Steel is refined and purified iron, and it is lighter, stronger, and more flexible than iron is. Steel also comes in many grades, types, and alloys, such as stainless steel (used for making kitchen cutlery and surgical equipment), or high yield steel. When steel is forged, it is passed through a series of pressurized rollers at a high temperature, and this produces hot rolled steel. Such sheet steel has imprecise dimensions, but that is acceptable for uses such as making I-beams or railroad tracks. Meanwhile, if thin steel sheets are passed through the rollers again but at room temperature, then the result is cold rolled steel, which has precise dimensions and a protective finish on it. This steel is often used to make products and goods in workshops and factories, such as car parts or cutlery.
What about thin aluminum strips and larger sheet aluminum pieces? This soft metal isn’t as strong as steel, but it is lighter, and it is also widely used in manufacturing, such as to make parts for electronic goods. Aluminum is ideal for making parts for computer tablets, since it is tougher than plastic and lighter than steel. Also, aluminum is widely used to make vehicle parts, such as car rims or vehicle body parts, since this light metal can make the vehicle lighter and thus more fuel efficient. Power lines also use long strands of aluminum rather than copper, since aluminum is light and will not sag when used this way, as opposed to copper.
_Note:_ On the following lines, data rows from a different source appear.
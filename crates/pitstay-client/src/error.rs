use uuid::Uuid;

use pitstay_types::api::{ErrorBody, ErrorKind};

pub type Result<T> = std::result::Result<T, ClientError>;

/// Client-side view of every failure. Server errors are mapped back from the
/// `kind` field of the JSON error body.
#[derive(Debug, Clone, thiserror::Error)]
pub enum ClientError {
    #[error("invalid request: {0}")]
    Validation(String),

    #[error("not allowed: {0}")]
    Unauthorized(String),

    #[error("not found: {0}")]
    NotFound(String),

    #[error("invalid transition: {0}")]
    InvalidTransition(String),

    /// Someone else changed the entity first. Re-fetch before retrying.
    #[error("conflict: {0}")]
    Conflict(String),

    #[error("expired: {0}")]
    Expired(String),

    #[error("network error: {0}")]
    Network(String),

    #[error("server error: {0}")]
    Server(String),

    /// Another mutation on the same entity has not settled yet.
    #[error("an operation on {0} is already in flight")]
    Busy(Uuid),

    #[error("{0}")]
    Lifecycle(&'static str),
}

impl ClientError {
    pub fn from_body(body: ErrorBody) -> Self {
        let ErrorBody { error, kind } = body;
        match kind {
            ErrorKind::Validation | ErrorKind::InsufficientPoints => ClientError::Validation(error),
            ErrorKind::Unauthorized => ClientError::Unauthorized(error),
            ErrorKind::NotFound => ClientError::NotFound(error),
            ErrorKind::InvalidTransition => ClientError::InvalidTransition(error),
            ErrorKind::Conflict => ClientError::Conflict(error),
            ErrorKind::Expired => ClientError::Expired(error),
            ErrorKind::Server => ClientError::Server(error),
        }
    }

    /// Only transport failures are retried, and only for reads.
    pub fn is_transient(&self) -> bool {
        matches!(self, ClientError::Network(_))
    }
}

impl From<reqwest::Error> for ClientError {
    fn from(e: reqwest::Error) -> Self {
        if e.is_decode() {
            ClientError::Server(format!("malformed response: {e}"))
        } else {
            ClientError::Network(e.to_string())
        }
    }
}

impl From<tokio_tungstenite::tungstenite::Error> for ClientError {
    fn from(e: tokio_tungstenite::tungstenite::Error) -> Self {
        ClientError::Network(e.to_string())
    }
}

#[cfg(test)]
mod tests {
    use super::*;

    fn body(kind: ErrorKind) -> ErrorBody {
        ErrorBody { error: "x".into(), kind }
    }

    #[test]
    fn kinds_map_back_to_the_taxonomy() {
        assert!(matches!(ClientError::from_body(body(ErrorKind::Conflict)), ClientError::Conflict(_)));
        assert!(matches!(
            ClientError::from_body(body(ErrorKind::InvalidTransition)),
            ClientError::InvalidTransition(_)
        ));
        assert!(matches!(
            ClientError::from_body(body(ErrorKind::InsufficientPoints)),
            ClientError::Validation(_)
        ));
        assert!(matches!(ClientError::from_body(body(ErrorKind::Expired)), ClientError::Expired(_)));
    }

    #[test]
    fn only_network_errors_are_transient() {
        assert!(ClientError::Network("reset".into()).is_transient());
        assert!(!ClientError::Server("boom".into()).is_transient());
        assert!(!ClientError::Conflict("stale".into()).is_transient());
    }
}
Combined Metals and Alloys
While steel and aluminum are widely used for many applications, these metals cannot truly do everything. Some applications involve extremes of heat, cold, pressure, weight, or corrosion that steel and aluminum cannot handle, so alloys are used instead. An alloy is made up of two or more “ingredient” metals that combine to produce desired qualities, such as resistance to extreme heat or corrosion. Metals such as steel, aluminum, copper, brass, titanium, nickel, and more may be involved, and there are many different steel alloys out there. Often, alloys are used to make the hulls and engine parts of military battleships, as well as hull plates for space shuttles or engine parts for trains and jets. Meanwhile, undersea pipes are constantly exposed to salt water both inside and outside, so they are mode of copper alloys that can easily endure rusting. In a factory or large engine, alloys are used to make metal bellows; that is, flexible metal tubes that must carry very hot or cold contents without rupturing. Those bellows must also flex, bend, expand, and contract without rupturing, and only alloys can endure that kind of strain on the job.